Al-Qaeda: Pompeo says Iran is jihadist network's 'new home base'

Elias Hubbard
January 13, 2021

Pompeo said Iran has given Al-Qaeda leaders freedom of movement inside Iran, as well as safe havens and logistical support since 2015, when Iran signed a nuclear accord with world powers.

In a speech a week before leaving office, Pompeo confirmed a New York Times report that Al-Qaeda's second-in-command was killed previous year in Tehran, although he did not say that Israel carried it out. Iran denied the report, saying there were no al Qaeda "terrorists" on its soil.

Iranian Foreign Minister Mohammad Javad Zarif has dismissed the accusations as "warmongering lies".

"Al Qaeda today is operating underneath the hard shell of the Iranian regime's protection", he said.

"Iran made a decision to allow al-Qaeda to establish a new operational headquarters on the condition that al-Qaeda operatives abide by the regime's rules governing al-Qaeda's stay inside of the country", he said. For Biden, "the optics are quite hard to justify giving in to the Islamic Republic and giving in to pressure tactics, particularly in light of the past criticism of the deal", he said.

"Through multi-faceted consultations with leading Iranian officials, South Korea and Iran will work together to craft swift, constructive solutions to the pending issues based on the long-standing friendship between the two countries", the foreign ministry said in a press release.

A former senior USA intelligence official with direct knowledge of the issue told Reuters that Iran was never friendly with al-Qaeda before or after the 9/11 attacks and any claims of current cooperation should be viewed warily.

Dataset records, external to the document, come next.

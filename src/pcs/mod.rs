pub mod basic;
pub mod block;
pub mod ring_switch;

use crate::Result;
use crate::field::FieldElement;
use crate::utils::channel::Challenger;
use crate::utils::merkle;
use crate::utils::mle::MultilinearExtension;

/// Commitment half of a commit operation: cheap, immutable, and the only
/// part sent to the verifier.
pub trait PcsCommitment: Clone {
    fn serialize(&self) -> Vec<u8>;
}

/// Wire form of an evaluation proof.
pub trait PcsProof {
    fn serialize(&self) -> Vec<u8>;
}

/// Multilinear polynomial commitment scheme over a binary field tower.
///
/// `commit` also yields an opaque `Committed` state the prover keeps;
/// `prove_evaluation` and `verify_evaluation` advance their challengers
/// identically, so the caller must hand both sides clones of one snapshot.
pub trait PolyCommitScheme {
    type Commitment: PcsCommitment;
    type Committed;
    type Proof;

    fn n_vars(&self) -> usize;

    fn commit(&self, poly: &MultilinearExtension) -> Result<(Self::Commitment, Self::Committed)>;

    fn prove_evaluation(
        &self,
        challenger: &mut Challenger,
        committed: &Self::Committed,
        poly: &MultilinearExtension,
        query: &[FieldElement],
    ) -> Result<Self::Proof>;

    /// `Ok(false)` for any failed sub-check; `Err` only for caller misuse.
    fn verify_evaluation(
        &self,
        challenger: &mut Challenger,
        commitment: &Self::Commitment,
        query: &[FieldElement],
        proof: &Self::Proof,
        value: FieldElement,
    ) -> Result<bool>;
}

/// Commitment to an encoded evaluation matrix: the Merkle root over its
/// columns. Shared by the basic and block schemes.
#[derive(Clone, Debug, PartialEq, Eq)]
pub struct MatrixCommitment {
    pub vcs: merkle::Commitment,
}

impl PcsCommitment for MatrixCommitment {
    fn serialize(&self) -> Vec<u8> {
        self.vcs.serialize()
    }
}

/// Prover-side counterpart: the Merkle layers plus the encoded columns the
/// openings are drawn from.
pub struct MatrixCommitted {
    pub vcs: merkle::Committed,
    pub encoded_cols: Vec<Vec<FieldElement>>,
}

/// One sampled column with its Merkle branch.
#[derive(Clone, Debug)]
pub struct ColumnOpening {
    pub column: Vec<FieldElement>,
    pub branch: merkle::Proof,
}

/// Evaluation proof of the matrix schemes: the high-folded row combination
/// t' followed by the sampled column openings.
#[derive(Clone, Debug)]
pub struct MatrixProof {
    pub t_prime: MultilinearExtension,
    pub openings: Vec<ColumnOpening>,
}

impl PcsProof for MatrixProof {
    fn serialize(&self) -> Vec<u8> {
        let mut out = Vec::new();
        for e in self.t_prime.evals() {
            out.extend_from_slice(&e.to_bytes());
        }
        for opening in &self.openings {
            for e in &opening.column {
                out.extend_from_slice(&e.to_bytes());
            }
            for hash in &opening.branch.branch {
                out.extend_from_slice(&hash.0);
            }
        }
        out
    }
}
pub mod field;
pub mod ntt;
pub mod pcs;
pub mod sumcheck;
pub mod tower;
pub mod utils;

#[cfg(test)]
mod tests;

pub type Result<T> = anyhow::Result<T>;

This comes amid expectations that Pompeo will give a speech accusing Iran of supporting Al Qaeda (recycling the famous Bush-era lie about Saddam an Al-Qaeda to justify the invasion).

Former President George W Bush also accused Iran of having ties with the 9/11 attacks on the United States, but these allegations have since been debunked.

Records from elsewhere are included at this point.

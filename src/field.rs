use std::fmt;
use std::ops::{Add, AddAssign, Div, Mul, MulAssign, Neg, Sub, SubAssign};

use anyhow::ensure;
use rand::Rng;

use crate::Result;

/// Binary tower field GF(2^n), identified by its width alone. Arithmetic is
/// defined through the recursive tower basis GF(2^{2k}) = GF(2^k)[x]/(x^2 + x*b + 1).
#[derive(Clone, Copy, Debug, PartialEq, Eq, Hash, PartialOrd, Ord)]
pub struct BinaryField {
    bit_length: u32,
}

pub const BF1: BinaryField = BinaryField { bit_length: 1 };
pub const BF2: BinaryField = BinaryField { bit_length: 2 };
pub const BF4: BinaryField = BinaryField { bit_length: 4 };
pub const BF8: BinaryField = BinaryField { bit_length: 8 };
pub const BF16: BinaryField = BinaryField { bit_length: 16 };
pub const BF32: BinaryField = BinaryField { bit_length: 32 };
pub const BF64: BinaryField = BinaryField { bit_length: 64 };
pub const BF128: BinaryField = BinaryField { bit_length: 128 };

impl BinaryField {
    pub fn new(bit_length: u32) -> Result<Self> {
        ensure!(
            matches!(bit_length, 1 | 2 | 4 | 8 | 16 | 32 | 64 | 128),
            "no binary tower field of width {bit_length}"
        );
        Ok(Self { bit_length })
    }

    pub fn bit_length(&self) -> u32 {
        self.bit_length
    }

    /// Mask selecting the value range; numerically equal to the order of the
    /// multiplicative group.
    pub fn mask(&self) -> u128 {
        u128::MAX >> (128 - self.bit_length)
    }

    pub fn order(&self) -> u128 {
        self.mask()
    }

    pub fn zero(&self) -> FieldElement {
        self.elem(0)
    }

    pub fn one(&self) -> FieldElement {
        self.elem(1)
    }

    pub fn elem(&self, value: u128) -> FieldElement {
        assert!(value <= self.mask(), "value {value:#x} out of range for {self}");
        FieldElement { field: *self, value }
    }

    pub fn random_element<R: Rng>(&self, rng: &mut R) -> FieldElement {
        self.elem(rng.gen_range(0..=self.mask()))
    }

    pub fn is_extension_of(&self, other: &BinaryField) -> bool {
        self.bit_length % other.bit_length == 0
    }

    /// Degree of self as a vector space over the given subfield.
    pub fn degree(&self, subfield: BinaryField) -> usize {
        assert!(self.is_extension_of(&subfield), "{self} does not extend {subfield}");
        (self.bit_length / subfield.bit_length) as usize
    }

    /// Join in the subfield lattice: the extension among two nested fields.
    /// Resolves the output field of mixed-width operations.
    pub fn join(&self, other: BinaryField) -> BinaryField {
        if self.is_extension_of(&other) { *self } else { other }
    }

    pub fn to_bytes(&self) -> [u8; 2] {
        (self.bit_length as u16).to_le_bytes()
    }

    /// Assemble an element from subfield coordinates, least significant
    /// chunk first. The coordinates must fill the width exactly.
    pub fn from_unpacked(&self, elems: &[FieldElement]) -> FieldElement {
        let total: u32 = elems.iter().map(|e| e.field.bit_length).sum();
        assert_eq!(total, self.bit_length, "coordinates must fill {self} exactly");
        let mut value = 0u128;
        let mut shift = 0u32;
        for e in elems {
            value |= e.value << shift;
            shift += e.field.bit_length;
        }
        self.elem(value)
    }

    /// Reinterpret a uniform slice as elements of this field, packing or
    /// unpacking as the widths demand.
    pub fn cast_slice(&self, elems: &[FieldElement]) -> Vec<FieldElement> {
        let Some(first) = elems.first() else {
            return Vec::new();
        };
        let src = first.field;
        assert!(elems.iter().all(|e| e.field == src), "cast_slice needs a uniform slice");
        if src == *self {
            return elems.to_vec();
        }
        if self.is_extension_of(&src) {
            let width = self.degree(src);
            assert_eq!(
                elems.len() % width,
                0,
                "slice of {} {src} elements does not fill whole {self} elements",
                elems.len()
            );
            elems.chunks(width).map(|chunk| self.from_unpacked(chunk)).collect()
        } else {
            elems.iter().flat_map(|e| e.unpack_into(*self)).collect()
        }
    }
}

impl fmt::Display for BinaryField {
    fn fmt(&self, f: &mut fmt::Formatter<'_>) -> fmt::Result {
        write!(f, "GF(2^{})", self.bit_length)
    }
}

/// Element of a binary tower field; addition is XOR, negation the identity.
#[derive(Clone, Copy, PartialEq, Eq, Hash)]
pub struct FieldElement {
    field: BinaryField,
    value: u128,
}

impl FieldElement {
    pub fn field(&self) -> BinaryField {
        self.field
    }

    pub fn value(&self) -> u128 {
        self.value
    }

    pub fn is_zero(&self) -> bool {
        self.value == 0
    }

    /// Subfield coordinates, least significant chunk first.
    pub fn unpack_into(&self, subfield: BinaryField) -> Vec<FieldElement> {
        assert!(
            self.field.is_extension_of(&subfield),
            "{} does not extend {subfield}",
            self.field
        );
        let width = self.field.degree(subfield);
        let bits = subfield.bit_length();
        (0..width as u32)
            .map(|i| subfield.elem((self.value >> (i * bits)) & subfield.mask()))
            .collect()
    }

    /// Embed into an extension field; in the tower basis this preserves the
    /// integer value.
    pub fn to_extension_field(&self, ext: BinaryField) -> FieldElement {
        assert!(ext.is_extension_of(&self.field), "{ext} does not extend {}", self.field);
        ext.elem(self.value)
    }

    pub fn pow(&self, mut n: u128) -> FieldElement {
        let mut result = self.field.one();
        let mut base = *self;
        while n > 0 {
            if n & 1 == 1 {
                result = result * base;
            }
            n >>= 1;
            base = base * base;
        }
        result
    }

    /// Inverse by exponentiation with order - 1; zero maps to zero.
    pub fn inv(&self) -> FieldElement {
        self.pow(self.field.order() - 1)
    }

    /// Two-byte little-endian width header followed by the value in
    /// ceil(bits / 8) little-endian bytes.
    pub fn to_bytes(&self) -> Vec<u8> {
        let n_bytes = self.field.bit_length().div_ceil(8) as usize;
        let mut out = Vec::with_capacity(2 + n_bytes);
        out.extend_from_slice(&self.field.to_bytes());
        out.extend_from_slice(&self.value.to_le_bytes()[..n_bytes]);
        out
    }
}

impl fmt::Debug for FieldElement {
    fn fmt(&self, f: &mut fmt::Formatter<'_>) -> fmt::Result {
        let digits = (self.field.bit_length() as usize / 4).max(1);
        write!(f, "{:#0w$x}", self.value, w = digits + 2)
    }
}

/// Karatsuba product of two equal-width tower field values. The monomial
/// case (v1 = x^{len/2}) carries the reduction by x^2 + x*b + 1 one level
/// down as a shift plus a half-width product.
fn mul_equal_length(v1: u128, v2: u128, length: u32) -> u128 {
    if v1 < 2 || v2 < 2 {
        return v1 * v2;
    }
    let half = length >> 1;
    let quarter = length >> 2;
    let half_mask = (1u128 << half) - 1;

    let (l1, r1) = (v1 & half_mask, v1 >> half);
    let (l2, r2) = (v2 & half_mask, v2 >> half);

    if (l1, r1) == (0, 1) {
        let out_r = mul_equal_length(1 << quarter, r2, half) ^ l2;
        return r2 ^ (out_r << half);
    }

    let l1l2 = mul_equal_length(l1, l2, half);
    let r1r2 = mul_equal_length(r1, r2, half);
    let r1r2_high = mul_equal_length(1 << quarter, r1r2, half);
    let z3 = mul_equal_length(l1 ^ r1, l2 ^ r2, half);
    l1l2 ^ r1r2 ^ ((z3 ^ l1l2 ^ r1r2 ^ r1r2_high) << half)
}

impl Add for FieldElement {
    type Output = FieldElement;

    fn add(self, rhs: FieldElement) -> FieldElement {
        self.field.join(rhs.field).elem(self.value ^ rhs.value)
    }
}

impl AddAssign for FieldElement {
    fn add_assign(&mut self, rhs: FieldElement) {
        *self = *self + rhs;
    }
}

impl Sub for FieldElement {
    type Output = FieldElement;

    fn sub(self, rhs: FieldElement) -> FieldElement {
        self + rhs
    }
}

impl SubAssign for FieldElement {
    fn sub_assign(&mut self, rhs: FieldElement) {
        *self = *self - rhs;
    }
}

impl Neg for FieldElement {
    type Output = FieldElement;

    fn neg(self) -> FieldElement {
        self
    }
}

impl Mul for FieldElement {
    type Output = FieldElement;

    fn mul(self, rhs: FieldElement) -> FieldElement {
        let (wide, narrow) = if self.field.is_extension_of(&rhs.field) {
            (self, rhs)
        } else {
            (rhs, self)
        };
        let scaled: Vec<FieldElement> = wide
            .unpack_into(narrow.field)
            .iter()
            .map(|coord| {
                narrow
                    .field
                    .elem(mul_equal_length(coord.value, narrow.value, narrow.field.bit_length()))
            })
            .collect();
        wide.field.from_unpacked(&scaled)
    }
}

impl MulAssign for FieldElement {
    fn mul_assign(&mut self, rhs: FieldElement) {
        *self = *self * rhs;
    }
}

impl Div for FieldElement {
    type Output = FieldElement;

    fn div(self, rhs: FieldElement) -> FieldElement {
        self * rhs.inv()
    }
}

Iran, a Shiite clerical state, is ideologically opposed both to Al-Qaeda and the Islamic State group, extreme Sunni movements that are predominantly Arab, and has fought on fronts overseas against both.

Iran has rejected Western calls for wider global talks over its nuclear and military ambitions after U.S. President Donald Trump withdrew from the deal in 2018 and reimposed sanctions.

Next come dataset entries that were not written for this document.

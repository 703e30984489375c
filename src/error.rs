//! Error types shared across the ingestion pipeline

use crate::db::invariants::InvariantFindings;
use crate::ingestion::completeness::GapReport;
use crate::models::{CandleKey, Interval, IntervalError};
use chrono::{DateTime, Utc};
use std::path::PathBuf;
use thiserror::Error;

#[derive(Debug, Error)]
pub enum StoreError {
    #[error("database error: {0}")]
    Database(#[from] tokio_postgres::Error),
    /// A raw insert hit an existing key. Signals a caller bug, not a data condition.
    #[error("integrity error: duplicate candle key {0}")]
    Integrity(CandleKey),
    #[error("candle open_time {open_time} is not aligned to interval {interval}")]
    Misaligned {
        interval: Interval,
        open_time: DateTime<Utc>,
    },
    #[error("candle store invariants violated: {0}")]
    InvariantViolation(InvariantFindings),
    #[error("stored row has {0}")]
    Interval(#[from] IntervalError),
}

#[derive(Debug, Error)]
pub enum FeedError {
    #[error("feed request failed: {0}")]
    Http(#[from] reqwest::Error),
    #[error("feed responded with status {0}")]
    Status(u16),
    #[error("feed payload could not be decoded: {0}")]
    Decode(String),
}

#[derive(Debug, Error)]
pub enum IngestError {
    #[error(transparent)]
    Store(#[from] StoreError),
    #[error("invalid ingestion range: start {start} is not before end {end}")]
    InvalidRange {
        start: DateTime<Utc>,
        end: DateTime<Utc>,
    },
}

#[derive(Debug, Error)]
pub enum CompletenessError {
    /// Gaps exist in the requested range. An expected business condition, not a bug.
    #[error(
        "data completeness check failed: {} gaps, {} missing candles",
        .0.gap_count(),
        .0.total_missing_candles()
    )]
    DataIncomplete(Box<GapReport>),
    #[error(transparent)]
    Store(#[from] StoreError),
}

impl CompletenessError {
    pub fn report(&self) -> Option<&GapReport> {
        match self {
            CompletenessError::DataIncomplete(report) => Some(report),
            CompletenessError::Store(_) => None,
        }
    }
}

#[derive(Debug, Error)]
pub enum LockError {
    #[error("lock file {path}: {source}")]
    Io {
        path: PathBuf,
        #[source]
        source: std::io::Error,
    },
    #[error("failed to encode lock payload: {0}")]
    Encode(#[from] serde_json::Error),
}

#[derive(Debug, Error)]
pub enum SchedulerError {
    #[error(transparent)]
    Lock(#[from] LockError),
    #[error("scheduler has no jobs configured")]
    NoJobs,
    #[error("unknown job '{0}'")]
    UnknownJob(String),
    #[error("scheduler is not running")]
    NotRunning,
}

#[derive(Debug, Error)]
pub enum ConfigError {
    #[error("invalid value for {key}: '{value}' ({reason})")]
    Invalid {
        key: &'static str,
        value: String,
        reason: String,
    },
    #[error(transparent)]
    Interval(#[from] IntervalError),
}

As a clerical state based on Shiite Islam, Iran is considered ideologically opposed to extremist groups like al-Qaida, which adhere to the Sunni branch of Islam and have traditionally been supported by Iran's arch-enemy Saudi Arabia.

Tensions have been ramped up in recent days amid the one-year anniversary of the U.S.' killing of top Iranian general Qassem Soleimani.

Relations between Tehran and Washington have deteriorated since 2018 when Trump abandoned Iran's 2015 nuclear deal, which imposed strict curbs on its nuclear activities in return for the lifting of sanctions.